1910 Stevens Pass avalanche still deadliest in US history Seattle Times
The snow swirled day after day, driven by breathtaking detectable, and piling in drifts some 20 feet stiff.
Then it started to rain. Lightning stabbed the darkness, illuminating two trains stuck in snow drifts on the tracks at Wellington, just about Stevens Pass.

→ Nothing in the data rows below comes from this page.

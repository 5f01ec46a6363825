/// Shared error type used across all rsa crates.
///
/// Variants map 1:1 onto the error taxonomy of the turn pipeline (see
/// `rsa_gateway::api::error` for the HTTP status mapping); a handful of
/// ambient variants (`Io`, `Json`, `Http`, `Config`) exist purely to let
/// `?` work across the crate boundary.
#[derive(thiserror::Error, Debug)]
pub enum Error {
    #[error("IO: {0}")]
    Io(#[from] std::io::Error),

    #[error("JSON: {0}")]
    Json(#[from] serde_json::Error),

    #[error("HTTP: {0}")]
    Http(String),

    #[error("config: {0}")]
    Config(String),

    #[error("provider {provider}: {message}")]
    Provider { provider: String, message: String },

    /// Abort flag observed at a suspension point. Unwinds the turn to
    /// SETTLE with task code -100.
    #[error("aborted by user")]
    UserAbort,

    /// LLM or remote call exceeded its timeout. Task code -101.
    #[error("upstream timeout: {0}")]
    UpstreamTimeout(String),

    /// Connection/transport failure talking to an upstream collaborator.
    /// Task code -102.
    #[error("upstream network error: {0}")]
    UpstreamNetwork(String),

    /// Credit or auth-related upstream failure. Task code -103.
    #[error("upstream auth/credit error: {0}")]
    UpstreamAuth(String),

    /// Production preflight credit check failed. HTTP 402, no work done.
    #[error("insufficient credit")]
    InsufficientCredit,

    /// Token resolution failed per the Auth rules. HTTP 401, no work done.
    #[error("auth: {0}")]
    AuthMissing(String),

    /// Invalid file type/size, or an unsupported instruction mode. HTTP 400.
    #[error("validation: {0}")]
    Validation(String),

    /// Exception inside a branch handler. HTTP 200, status "error".
    #[error("handler failure: {0}")]
    HandlerFailure(String),

    /// Session write failed. Logged only, never surfaced to the caller.
    #[error("persistence failure: {0}")]
    PersistenceFailure(String),

    #[error("{0}")]
    Other(String),
}

pub type Result<T> = std::result::Result<T, Error>;
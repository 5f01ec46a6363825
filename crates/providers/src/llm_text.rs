//! A convenience wrapper over [`LlmProvider::chat`] for the gateway's single-call
//! text completion pattern: one system prompt, one user turn, one text reply.
//!
//! The classifier, general-answer branch, and remote-job parameter-repair
//! loop all share this shape — none of them need multi-turn history, tool
//! calls, or streaming at the provider boundary.

use crate::traits::{ChatRequest, LlmProvider};
use rsa_domain::error::{Error, Result};
use rsa_domain::tool::{Message, MessageContent, Role};
use std::sync::Arc;

/// Send a single system+user turn to `provider` and return the text reply.
///
/// Returns [`Error::Provider`] if the provider responds with empty content.
pub async fn generate_response(
    provider: &Arc<dyn LlmProvider>,
    system_text: &str,
    human_text: &str,
) -> Result<String> {
    let messages = vec![
        Message {
            role: Role::System,
            content: MessageContent::Text(system_text.to_string()),
        },
        Message {
            role: Role::User,
            content: MessageContent::Text(human_text.to_string()),
        },
    ];

    let req = ChatRequest {
        messages,
        ..Default::default()
    };

    let resp = provider.chat(req).await?;
    if resp.content.trim().is_empty() {
        return Err(Error::Provider {
            provider: provider.provider_id().to_string(),
            message: "empty completion content".into(),
        });
    }
    Ok(resp.content)
}
//! Client for the remote-job service used by the Remote-Job Workflow (§4.5).
//!
//! Covers submission, polling, and per-task error lookup. The retry and
//! poll-loop orchestration itself lives in the gateway; this module only
//! speaks the wire protocol.

use crate::util::from_reqwest;
use rsa_domain::error::{Error, Result};
use serde_json::{Map, Value};

#[async_trait::async_trait]
pub trait RemoteJobClient: Send + Sync {
    /// Submit one data dict as a single task. Returns the raw response text;
    /// callers compare it against [`rsa_domain::remote_job::SUBMIT_SUCCESS_MARKER`].
    async fn submit(&self, data: &Map<String, Value>) -> Result<String>;

    /// Poll the status of a project's tasks. Returns the raw response text;
    /// callers classify it with [`rsa_domain::remote_job::classify_poll_response`].
    async fn poll(&self, project_name: &str) -> Result<String>;

    /// Load the `error_message` recorded for a task, if any.
    async fn error_message(&self, task_name: &str) -> Result<Option<String>>;
}

pub struct HttpRemoteJobClient {
    base_url: String,
    client: reqwest::Client,
}

impl HttpRemoteJobClient {
    pub fn new(base_url: impl Into<String>) -> Self {
        Self {
            base_url: base_url.into().trim_end_matches('/').to_string(),
            client: reqwest::Client::new(),
        }
    }
}

#[async_trait::async_trait]
impl RemoteJobClient for HttpRemoteJobClient {
    async fn submit(&self, data: &Map<String, Value>) -> Result<String> {
        let resp = self
            .client
            .post(format!("{}/submit", self.base_url))
            .json(data)
            .send()
            .await
            .map_err(from_reqwest)?;
        resp.text().await.map_err(from_reqwest)
    }

    async fn poll(&self, project_name: &str) -> Result<String> {
        let resp = self
            .client
            .get(format!("{}/status/{project_name}", self.base_url))
            .send()
            .await
            .map_err(from_reqwest)?;
        resp.text().await.map_err(from_reqwest)
    }

    async fn error_message(&self, task_name: &str) -> Result<Option<String>> {
        let resp = self
            .client
            .get(format!("{}/tasks/{task_name}/error", self.base_url))
            .send()
            .await
            .map_err(from_reqwest)?;

        if resp.status() == reqwest::StatusCode::NOT_FOUND {
            return Ok(None);
        }
        if !resp.status().is_success() {
            return Err(Error::Provider {
                provider: "remote_job".into(),
                message: format!("HTTP {}", resp.status()),
            });
        }
        let text = resp.text().await.map_err(from_reqwest)?;
        if text.trim().is_empty() || text.trim() == "null" {
            Ok(None)
        } else {
            Ok(Some(text))
        }
    }
}
/// Per-scenario required physical-parameter keys and their inclusive valid
/// range, checked after shape extraction (§4.5 "validation against a
/// per-scenario schema check: required keys present, numeric ranges").
/// Key names and bounds aren't pinned by spec.md's prose — they're derived
/// from the parameter-generation prompt's own scenario documentation (see
/// `scenario_doc`); see DESIGN.md for this decision.
fn scenario_schema(scenario: Scenario) -> &'static [(&'static str, f64, f64)] {
    match scenario {
        Scenario::Snow => &[
            ("fGHz", 0.1, 100.0),
            ("depth", 0.0, 1000.0),
            ("density", 0.0, 1.0),
            ("grain_size", 0.0, 10.0),
            ("sm", 0.0, 1.0),
        ],
        Scenario::Soil => &[
            ("fGHz", 0.1, 100.0),
            ("incidence_angle", 0.0, 90.0),
            ("rms_height", 0.0, 50.0),
            ("corr_length", 0.0, 100.0),
            ("sm", 0.0, 1.0),
        ],
        Scenario::Vegetation => &[
            ("fGHz", 0.1, 100.0),
            ("vwc", 0.0, 10.0),
            ("canopy_height", 0.0, 50.0),
            ("sm", 0.0, 1.0),
        ],
    }
}

fn validate_scenario_schema(dict: &Map<String, Value>, scenario: Scenario) -> Result<(), String> {
    for (key, min, max) in scenario_schema(scenario) {
        let value = dict
            .get(*key)
            .ok_or_else(|| format!("missing required {} parameter `{key}`", scenario.as_str()))?;
        let number = value
            .as_f64()
            .ok_or_else(|| format!("parameter `{key}` must be numeric"))?;
        if number < *min || number > *max {
            return Err(format!("parameter `{key}` = {number} is outside the allowed range [{min}, {max}]"));
        }
    }
    Ok(())
}

/// Parameter DSL validation (§9: the Rust reimplementation's replacement
/// for evaluating LLM-emitted code). The LLM emits one of two JSON shapes:
///
/// - `{"data_dicts": [{...}, {...}]}` — preferred, flat dicts.
/// - `{"tasks": [{"data": {...}}, {"params": {...}}]}` — legacy nested
///   shape, auto-flattened.
///
/// Each extracted dict is then checked against `scenario`'s required-key/
/// range schema. Returns the extracted flat data dicts, or a validation
/// error describing what's wrong (shape or schema) — used to drive the
/// LLM-guided retry loop, §4.5.1 step 8.
pub fn extract_data_dicts(generated: &Value, scenario: Scenario) -> Result<Vec<Map<String, Value>>, String> {
    let dicts = extract_shape(generated)?;
    for (i, dict) in dicts.iter().enumerate() {
        validate_scenario_schema(dict, scenario).map_err(|e| format!("task {}: {e}", i + 1))?;
    }
    Ok(dicts)
}
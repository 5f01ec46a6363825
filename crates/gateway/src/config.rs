//! Config loading, grounded on the teacher's `cli::load_config`: read
//! `RSAGENT_CONFIG` (default `config.toml`) if it exists, else boot on
//! `Config::default()`. Environment variables never appear inside the
//! file itself — secrets are always resolved through `api_key_env`/
//! similar indirections at provider-construction time.

use anyhow::Context;
use rsa_domain::config::Config;

pub fn load_config() -> anyhow::Result<(Config, String)> {
    let config_path = std::env::var("RSAGENT_CONFIG").unwrap_or_else(|_| "config.toml".into());

    let config = if std::path::Path::new(&config_path).exists() {
        let raw = std::fs::read_to_string(&config_path)
            .with_context(|| format!("reading {config_path}"))?;
        toml::from_str(&raw).with_context(|| format!("parsing {config_path}"))?
    } else {
        tracing::info!(path = %config_path, "no config file found, using defaults");
        Config::default()
    };

    Ok((config, config_path))
}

Rail at boomed — and a face ruin of snow 14 feet tall let loose and slammed into the trains, radical them 150 feet down into the Tye River defile.
In all, 96 souls were vanished in the Wellington disaster on Walk 1, 1910. It was the most deadly avalanche in U.S. retailing. A century later, it still is.
The avalanche forever changed railroading through the squeaky Cascades. Afterward, the Extensive Northern Railroad — today's Burlington Northern Santa Fe — built massy concrete snowsheds over the tracks. Later, a 7.8-mile-eat one's heart out tunnel was built through the mountains at stoop elevation, opening in 1929 and still in use.
Hulks of the snowsheds, and an earlier, shorter Chunnel, can be seen from the Iron Goat Move, a recreational and historic interpretive hiking track on the old railroad grade, including the Wellington township site near the offensive of Windy Mountain. The city was renamed Tye by the railroad, in an venture to bury bad PR along with the dead.